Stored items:
────────────────────

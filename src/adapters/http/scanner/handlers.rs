//! HTTP handlers for scanner endpoints.
//!
//! These handlers connect Axum routes to the application layer handlers.

use std::sync::Arc;

use axum::extract::{Json, State};
use axum::http::StatusCode;
use axum::response::IntoResponse;

use crate::application::{
    GenerateNarrativeCommand, GenerateNarrativeHandler, NarrativeError, ScanCommunicationsCommand,
    ScanCommunicationsHandler, ScanError,
};
use crate::domain::foundation::ErrorCode;
use crate::domain::risk::RiskScorer;
use crate::ports::{GatewayError, LlmGateway};

use super::dto::{
    ErrorResponse, HealthResponse, NarrativeRequest, NarrativeResponse, ScanRequest, ScanResponse,
};

// ════════════════════════════════════════════════════════════════════════════════
// Error Type
// ════════════════════════════════════════════════════════════════════════════════

/// Scanner API error that implements IntoResponse.
#[derive(Debug)]
pub enum ScannerApiError {
    EmptyInput(String),
    Gateway(GatewayError),
}

impl IntoResponse for ScannerApiError {
    fn into_response(self) -> axum::response::Response {
        let (status, error) = match self {
            ScannerApiError::EmptyInput(msg) => (
                StatusCode::BAD_REQUEST,
                ErrorResponse::new(ErrorCode::EmptyInput, msg),
            ),
            ScannerApiError::Gateway(err) => {
                let retryable = err.is_retryable();
                let (status, code) = match &err {
                    GatewayError::RateLimited { .. } => {
                        (StatusCode::TOO_MANY_REQUESTS, ErrorCode::RateLimited)
                    }
                    _ => (StatusCode::BAD_GATEWAY, ErrorCode::GatewayFailed),
                };
                (
                    status,
                    ErrorResponse::new(code, err.to_string()).with_retryable(retryable),
                )
            }
        };
        (status, Json(error)).into_response()
    }
}

impl From<ScanError> for ScannerApiError {
    fn from(error: ScanError) -> Self {
        match error {
            ScanError::EmptyInput => ScannerApiError::EmptyInput(ScanError::EmptyInput.to_string()),
        }
    }
}

impl From<NarrativeError> for ScannerApiError {
    fn from(error: NarrativeError) -> Self {
        match error {
            NarrativeError::EmptyInput => {
                ScannerApiError::EmptyInput(NarrativeError::EmptyInput.to_string())
            }
            NarrativeError::Gateway(err) => ScannerApiError::Gateway(err),
        }
    }
}

// ════════════════════════════════════════════════════════════════════════════════
// Application State
// ════════════════════════════════════════════════════════════════════════════════

/// Shared state: the scorer and the gateway. Both are read-only.
#[derive(Clone)]
pub struct ScannerAppState {
    pub scorer: Arc<RiskScorer>,
    pub gateway: Arc<dyn LlmGateway>,
    pub model: String,
}

impl ScannerAppState {
    pub fn new(scorer: Arc<RiskScorer>, gateway: Arc<dyn LlmGateway>, model: impl Into<String>) -> Self {
        Self {
            scorer,
            gateway,
            model: model.into(),
        }
    }

    pub fn scan_handler(&self) -> ScanCommunicationsHandler {
        ScanCommunicationsHandler::new(self.scorer.clone())
    }

    pub fn narrative_handler(&self) -> GenerateNarrativeHandler {
        GenerateNarrativeHandler::new(self.gateway.clone(), self.model.clone())
    }
}

// ════════════════════════════════════════════════════════════════════════════════
// Handlers
// ════════════════════════════════════════════════════════════════════════════════

/// POST /api/scan
pub async fn scan_communications(
    State(state): State<ScannerAppState>,
    Json(request): Json<ScanRequest>,
) -> Result<Json<ScanResponse>, ScannerApiError> {
    let result = state
        .scan_handler()
        .handle(ScanCommunicationsCommand::new(request.text))?;

    Ok(Json(ScanResponse::from(&result)))
}

/// POST /api/guidance/summary
pub async fn generate_summary_guidance(
    State(state): State<ScannerAppState>,
    Json(request): Json<NarrativeRequest>,
) -> Result<Json<NarrativeResponse>, ScannerApiError> {
    let cmd = GenerateNarrativeCommand::summary_guidance(request.text, request.project.into());
    let result = state.narrative_handler().handle(cmd).await?;

    Ok(Json(result.into()))
}

/// POST /api/guidance/script
pub async fn generate_leadership_script(
    State(state): State<ScannerAppState>,
    Json(request): Json<NarrativeRequest>,
) -> Result<Json<NarrativeResponse>, ScannerApiError> {
    let cmd = GenerateNarrativeCommand::leadership_script(request.text, request.project.into());
    let result = state.narrative_handler().handle(cmd).await?;

    Ok(Json(result.into()))
}

/// GET /health
pub async fn health() -> Json<HealthResponse> {
    Json(HealthResponse {
        status: "ok".to_string(),
    })
}
//! LLM Gateway Adapters.
//!
//! Implementations of the LlmGateway port.
//!
//! ## Available Adapters
//!
//! - `OpenAIGateway` - OpenAI chat completions
//! - `MockGateway` - Configurable in-memory gateway for tests and offline runs

mod mock_gateway;
mod openai_gateway;

pub use mock_gateway::{MockGateway, RecordedCall};
pub use openai_gateway::{OpenAIConfig, OpenAIGateway, DEFAULT_OPENAI_BASE_URL, DEFAULT_OPENAI_MODEL};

────────────────────

• [Assignment]: Counting only lines that contain the word "StatusCode", how many are there in the records above? Give the number alone.

• [Solution]: 4